On Sunday, for the fifth time since the U.S. invasion that ousted Saddam Hussein in 2003, Iraqis voted in elections. Initial results suggest that the big winner was nationalist cleric Muqtada al-Sadr, whose political formation once again emerged with the most seats in parliament. Parties aligned with pro-Iranian militias were the big losers, seeing their vote totals plummet. But with turnout at a record low 41 percent of registered voters, the election is being seen as an expression of Iraqis’ disillusionment with the state of the country’s electoral politics.
The elections were the culmination of a political process triggered by widespread popular protests in 2019 that led to the resignation of then-Prime Minister Adil Abdul-Mahdi. The protesters were driven by a range of economic grievances, including a lack of reconstruction after the war against the Islamic State, as well as a general lack of infrastructure development since the end of the U.S. occupation. But the overriding complaint was of a corrupt political class that apportioned power—and the economic benefits that accompany it—according to a sectarian spoils system that defied democratic accountability.
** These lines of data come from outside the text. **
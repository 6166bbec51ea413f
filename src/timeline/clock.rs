use crate::foundation::error::{PanoplyError, PanoplyResult};
use crate::foundation::math::lerp;

/// Default rate at which the interpolated step eases toward the target step.
pub const DEFAULT_GESTURE_RATE: f64 = 5.0;

/// Which end of the timeline a scene is entered from.
#[derive(Clone, Copy, Debug, Default, PartialEq, Eq, serde::Serialize, serde::Deserialize)]
pub enum SceneEntry {
    /// Start at the first step.
    #[default]
    Forward,
    /// Start at the last step (arriving from a later scene).
    Backward,
}

/// Direction of a step transition.
#[derive(Clone, Copy, Debug, PartialEq, Eq)]
pub enum Direction {
    /// `new > old`.
    Forward,
    /// `new <= old`.
    Backward,
}

/// Notification emitted by every target-step mutation.
#[derive(Clone, Copy, Debug, PartialEq, Eq)]
pub struct StepChange {
    /// Target step before the mutation.
    pub old: usize,
    /// Target step after the mutation.
    pub new: usize,
}

impl StepChange {
    /// Direction of travel. Unchanged targets count as backward.
    pub fn direction(self) -> Direction {
        if self.old < self.new {
            Direction::Forward
        } else {
            Direction::Backward
        }
    }
}

/// Current position on the global step axis.
///
/// The clock is an explicit value: the input collaborator mutates it once per tick,
/// then every entity reads the same snapshot through a shared borrow.
#[derive(Clone, Debug, PartialEq)]
pub struct TimelineClock {
    target_step: usize,
    interpolated_step: f64,
    step_count: usize,
}

impl TimelineClock {
    /// Create a clock at step 0 for a timeline of `step_count` steps.
    pub fn new(step_count: usize) -> PanoplyResult<Self> {
        Self::starting_at(step_count, SceneEntry::Forward)
    }

    /// Create a clock positioned at the requested end of the timeline.
    pub fn starting_at(step_count: usize, entry: SceneEntry) -> PanoplyResult<Self> {
        if step_count == 0 {
            return Err(PanoplyError::validation("timeline step_count must be > 0"));
        }
        let start = match entry {
            SceneEntry::Forward => 0,
            SceneEntry::Backward => step_count - 1,
        };
        Ok(Self {
            target_step: start,
            interpolated_step: start as f64,
            step_count,
        })
    }

    /// Build a clock snapshot from raw values, clamping both into range.
    pub fn at(step_count: usize, target_step: usize, interpolated_step: f64) -> PanoplyResult<Self> {
        let mut clock = Self::new(step_count)?;
        clock.target_step = target_step.min(clock.last_step());
        clock.set_interpolated_step(interpolated_step);
        Ok(clock)
    }

    /// Discrete target step.
    pub fn target_step(&self) -> usize {
        self.target_step
    }

    /// Continuous position; trails the target during transitions.
    pub fn interpolated_step(&self) -> f64 {
        self.interpolated_step
    }

    /// Number of steps in the timeline.
    pub fn step_count(&self) -> usize {
        self.step_count
    }

    fn last_step(&self) -> usize {
        self.step_count - 1
    }

    /// Whether the interpolated step has settled on the target.
    pub fn is_settled(&self) -> bool {
        self.interpolated_step == self.target_step as f64
    }

    /// Advance the target by one step unless already at the last step.
    pub fn increment_step(&mut self) -> Option<StepChange> {
        if self.target_step < self.last_step() {
            Some(self.retarget(self.target_step + 1))
        } else {
            None
        }
    }

    /// Move the target back by one step unless already at step 0.
    pub fn decrement_step(&mut self) -> Option<StepChange> {
        if self.target_step > 0 {
            Some(self.retarget(self.target_step - 1))
        } else {
            None
        }
    }

    /// Set the target step, clamped to `[0, step_count - 1]`.
    ///
    /// Always reports a change, even when the clamped target equals the old one.
    pub fn set_target_step(&mut self, v: i64) -> StepChange {
        let clamped = v.clamp(0, self.last_step() as i64) as usize;
        self.retarget(clamped)
    }

    /// Jump the target to step 0.
    pub fn go_to_first(&mut self) -> StepChange {
        self.retarget(0)
    }

    /// Jump the target to the last step.
    pub fn go_to_last(&mut self) -> StepChange {
        self.retarget(self.last_step())
    }

    /// Set the interpolated step, clamped to `[0, step_count - 1]`.
    pub fn set_interpolated_step(&mut self, v: f64) {
        let v = if v.is_nan() { 0.0 } else { v };
        self.interpolated_step = v.clamp(0.0, self.last_step() as f64);
    }

    /// Ease the interpolated step toward the target: `lerp(interp, target, dt * rate)`.
    pub fn ease_toward_target(&mut self, dt: f64, rate: f64) {
        let eased = lerp(&self.interpolated_step, &(self.target_step as f64), dt * rate);
        self.set_interpolated_step(eased);
    }

    fn retarget(&mut self, new: usize) -> StepChange {
        let change = StepChange {
            old: self.target_step,
            new,
        };
        self.target_step = new;
        tracing::debug!(old = change.old, new = change.new, "target step changed");
        change
    }
}

#[cfg(test)]
#[path = "../../tests/unit/timeline/clock.rs"]
mod tests;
The coronavirus pandemic subsequently stifled those protests, and targeted violence against Iraqi dissidents further weakened the movement, while also highlighting the impunity enjoyed by powerful Iran-aligned militias. The opposition movement’s decision to boycott the elections may have been driven by a realistic assessment of the possibility for electoral politics to effect change. But if the results—and the expectations they generated for a continuation of business as usual—are any indication, it also served as a self-fulfilling prophecy.